■ **EXERCISE PROMPT**: Given the listing below, write out exactly the lines starting with the line that has "NaiveDate::from_ymd_opt(y, m, d).unwrap()" and going on through the line that has "assert_eq!(legs[1].account_id, destination);", both kept.

Start of Block

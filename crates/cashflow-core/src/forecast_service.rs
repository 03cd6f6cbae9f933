//! Daily balance projection built on top of recurrence expansion.

use std::collections::{BTreeMap, HashMap};

use chrono::NaiveDate;
use rust_decimal::Decimal;
use serde::Serialize;
use tracing::{debug, warn};
use uuid::Uuid;

use cashflow_domain::{
    Account, AccountKind, CategoryKind, DateWindow, TransactionInstance,
};

use crate::{
    recurrence_service::RecurrenceService,
    storage::{AccountQuery, AccountStore, CategoryStore, ExceptionStore, RuleStore},
    CoreError,
};

/// End-of-day balance of one account.
#[derive(Debug, Clone, Copy, PartialEq, Eq, Serialize)]
pub struct BalancePoint {
    pub date: NaiveDate,
    pub balance: Decimal,
}

/// Day-by-day projection for a single account.
#[derive(Debug, Clone, PartialEq, Serialize)]
pub struct AccountForecast {
    pub account_id: Uuid,
    pub name: String,
    pub kind: AccountKind,
    pub currency: String,
    pub starting_balance: Decimal,
    pub points: Vec<BalancePoint>,
}

impl AccountForecast {
    pub fn balance_on(&self, date: NaiveDate) -> Option<Decimal> {
        self.points
            .binary_search_by_key(&date, |point| point.date)
            .ok()
            .map(|index| self.points[index].balance)
    }

    /// Balance at the last day of the window, or the starting balance when empty.
    pub fn closing_balance(&self) -> Decimal {
        self.points
            .last()
            .map(|point| point.balance)
            .unwrap_or(self.starting_balance)
    }
}

/// Signed balance movement of one account caused by one instance.
#[derive(Debug, Clone, Copy, PartialEq, Eq)]
pub struct BalanceLeg {
    pub account_id: Uuid,
    pub date: NaiveDate,
    pub delta: Decimal,
}

/// Splits instances into signed per-account legs.
///
/// Transfers produce an outflow on the source and an inflow on the destination.
/// Other instances are signed by their category kind; income adds, everything
/// else subtracts. Unknown categories count as expenses.
pub fn balance_legs(
    instances: &[TransactionInstance],
    category_kinds: &HashMap<Uuid, CategoryKind>,
) -> Vec<BalanceLeg> {
    let mut legs = Vec::with_capacity(instances.len());
    for instance in instances {
        if let Some(destination) = instance.to_account_id {
            legs.push(BalanceLeg {
                account_id: instance.account_id,
                date: instance.date,
                delta: -instance.amount,
            });
            legs.push(BalanceLeg {
                account_id: destination,
                date: instance.date,
                delta: instance.amount,
            });
            continue;
        }
        let delta = match category_kinds.get(&instance.category_id) {
            Some(CategoryKind::Income) => instance.amount,
            Some(_) => -instance.amount,
            None => {
                warn!(
                    rule_id = %instance.rule_id,
                    category_id = %instance.category_id,
                    "category not found; treating occurrence as an expense"
                );
                -instance.amount
            }
        };
        legs.push(BalanceLeg {
            account_id: instance.account_id,
            date: instance.date,
            delta,
        });
    }
    legs
}

/// Net movement per account and day.
pub fn net_by_account_day(legs: &[BalanceLeg]) -> HashMap<Uuid, BTreeMap<NaiveDate, Decimal>> {
    let mut totals: HashMap<Uuid, BTreeMap<NaiveDate, Decimal>> = HashMap::new();
    for leg in legs {
        *totals
            .entry(leg.account_id)
            .or_default()
            .entry(leg.date)
            .or_insert(Decimal::ZERO) += leg.delta;
    }
    totals
}

pub struct ForecastService;

impl ForecastService {
    /// Projects the balances of the user's active accounts over `window`.
    ///
    /// `account_ids` restricts the result; `None` or an empty slice selects every
    /// active account. Each account walks forward from its stored initial balance.
    pub fn forecast<S>(
        store: &S,
        user_id: Uuid,
        window: DateWindow,
        account_ids: Option<&[Uuid]>,
        today: NaiveDate,
    ) -> Result<Vec<AccountForecast>, CoreError>
    where
        S: RuleStore + ExceptionStore + AccountStore + CategoryStore + ?Sized,
    {
        let query = match account_ids {
            Some(ids) if !ids.is_empty() => AccountQuery::only(ids.to_vec()),
            _ => AccountQuery::all(),
        };
        let accounts = store.active_accounts(user_id, &query)?;
        if accounts.is_empty() {
            return Ok(Vec::new());
        }

        let instances = RecurrenceService::expand(store, user_id, window, today)?;
        let category_kinds = Self::category_kinds(store, &instances)?;
        let legs = balance_legs(&instances, &category_kinds);
        let deltas = net_by_account_day(&legs);

        let forecasts: Vec<AccountForecast> = accounts
            .iter()
            .map(|account| Self::project_account(account, window, deltas.get(&account.id)))
            .collect();

        debug!(
            %user_id,
            %window,
            accounts = forecasts.len(),
            instances = instances.len(),
            "computed balance forecast"
        );
        Ok(forecasts)
    }

    /// Category kinds for every category referenced by `instances`.
    pub fn category_kinds<S>(
        store: &S,
        instances: &[TransactionInstance],
    ) -> Result<HashMap<Uuid, CategoryKind>, CoreError>
    where
        S: CategoryStore + ?Sized,
    {
        let mut ids: Vec<Uuid> = instances.iter().map(|instance| instance.category_id).collect();
        ids.sort();
        ids.dedup();
        if ids.is_empty() {
            return Ok(HashMap::new());
        }
        Ok(store
            .categories_by_ids(&ids)?
            .into_iter()
            .map(|category| (category.id, category.kind))
            .collect())
    }

    fn project_account(
        account: &Account,
        window: DateWindow,
        deltas: Option<&BTreeMap<NaiveDate, Decimal>>,
    ) -> AccountForecast {
        let mut balance = account.initial_balance;
        let points = window
            .days()
            .map(|date| {
                if let Some(delta) = deltas.and_then(|by_day| by_day.get(&date)) {
                    balance += *delta;
                }
                BalancePoint { date, balance }
            })
            .collect();
        AccountForecast {
            account_id: account.id,
            name: account.name.clone(),
            kind: account.kind,
            currency: account.currency.clone(),
            starting_balance: account.initial_balance,
            points,
        }
    }
}

#[cfg(test)]
mod tests {
    use super::*;
    use cashflow_domain::InstanceStatus;

    fn date(y: i32, m: u32, d: u32) -> NaiveDate {
        NaiveDate::from_ymd_opt(y, m, d).unwrap()
    }

    fn instance(account: Uuid, to: Option<Uuid>, category: Uuid, amount: i64) -> TransactionInstance {
        TransactionInstance {
            date: date(2025, 1, 10),
            rule_id: Uuid::new_v4(),
            exception_id: None,
            name: "Item".into(),
            amount: Decimal::new(amount, 0),
            currency: "USD".into(),
            account_id: account,
            to_account_id: to,
            category_id: category,
            note: None,
            is_exception: false,
            is_recurring: false,
            is_deleted: false,
            status: InstanceStatus::Pending,
        }
    }

    #[test]
    fn legs_follow_category_kind() {
        let account = Uuid::new_v4();
        let salary = Uuid::new_v4();
        let rent = Uuid::new_v4();
        let kinds = HashMap::from([(salary, CategoryKind::Income), (rent, CategoryKind::Expense)]);
        let legs = balance_legs(
            &[instance(account, None, salary, 100), instance(account, None, rent, 40)],
            &kinds,
        );
        let deltas: Vec<Decimal> = legs.iter().map(|leg| leg.delta).collect();
        assert_eq!(deltas, vec![Decimal::new(100, 0), Decimal::new(-40, 0)]);
    }

    #[test]
    fn transfers_fan_out_into_two_legs() {
        let source = Uuid::new_v4();
        let destination = Uuid::new_v4();
        let legs = balance_legs(
            &[instance(source, Some(destination), Uuid::new_v4(), 25)],
            &HashMap::new(),
        );
        assert_eq!(legs.len(), 2);
        assert_eq!(legs[0].account_id, source);
        assert_eq!(legs[0].delta, Decimal::new(-25, 0));
        assert_eq!(legs[1].account_id, destination);
        assert_eq!(legs[1].delta, Decimal::new(25, 0));
    }

    #[test]
    fn unknown_category_counts_as_expense() {
        let account = Uuid::new_v4();
        let legs = balance_legs(&[instance(account, None, Uuid::new_v4(), 10)], &HashMap::new());
        assert_eq!(legs[0].delta, Decimal::new(-10, 0));
    }

    #[test]
    fn net_by_account_day_sums_same_day_legs() {
        let account = Uuid::new_v4();
        let legs = vec![
            BalanceLeg {
                account_id: account,
                date: date(2025, 1, 1),
                delta: Decimal::new(5, 0),
            },
            BalanceLeg {
                account_id: account,
                date: date(2025, 1, 1),
                delta: Decimal::new(-2, 0),
            },
        ];
        let totals = net_by_account_day(&legs);
        assert_eq!(totals[&account][&date(2025, 1, 1)], Decimal::new(3, 0));
    }
}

End of Block

■ **RESULT OF THE TASK**:
        NaiveDate::from_ymd_opt(y, m, d).unwrap()
    }

    fn instance(account: Uuid, to: Option<Uuid>, category: Uuid, amount: i64) -> TransactionInstance {
        TransactionInstance {
            date: date(2025, 1, 10),
            rule_id: Uuid::new_v4(),
            exception_id: None,
            name: "Item".into(),
            amount: Decimal::new(amount, 0),
            currency: "USD".into(),
            account_id: account,
            to_account_id: to,
            category_id: category,
            note: None,
            is_exception: false,
            is_recurring: false,
            is_deleted: false,
            status: InstanceStatus::Pending,
        }
    }

    #[test]
    fn legs_follow_category_kind() {
        let account = Uuid::new_v4();
        let salary = Uuid::new_v4();
        let rent = Uuid::new_v4();
        let kinds = HashMap::from([(salary, CategoryKind::Income), (rent, CategoryKind::Expense)]);
        let legs = balance_legs(
            &[instance(account, None, salary, 100), instance(account, None, rent, 40)],
            &kinds,
        );
        let deltas: Vec<Decimal> = legs.iter().map(|leg| leg.delta).collect();
        assert_eq!(deltas, vec![Decimal::new(100, 0), Decimal::new(-40, 0)]);
    }

    #[test]
    fn transfers_fan_out_into_two_legs() {
        let source = Uuid::new_v4();
        let destination = Uuid::new_v4();
        let legs = balance_legs(
            &[instance(source, Some(destination), Uuid::new_v4(), 25)],
            &HashMap::new(),
        );
        assert_eq!(legs.len(), 2);
        assert_eq!(legs[0].account_id, source);
        assert_eq!(legs[0].delta, Decimal::new(-25, 0));
        assert_eq!(legs[1].account_id, destination);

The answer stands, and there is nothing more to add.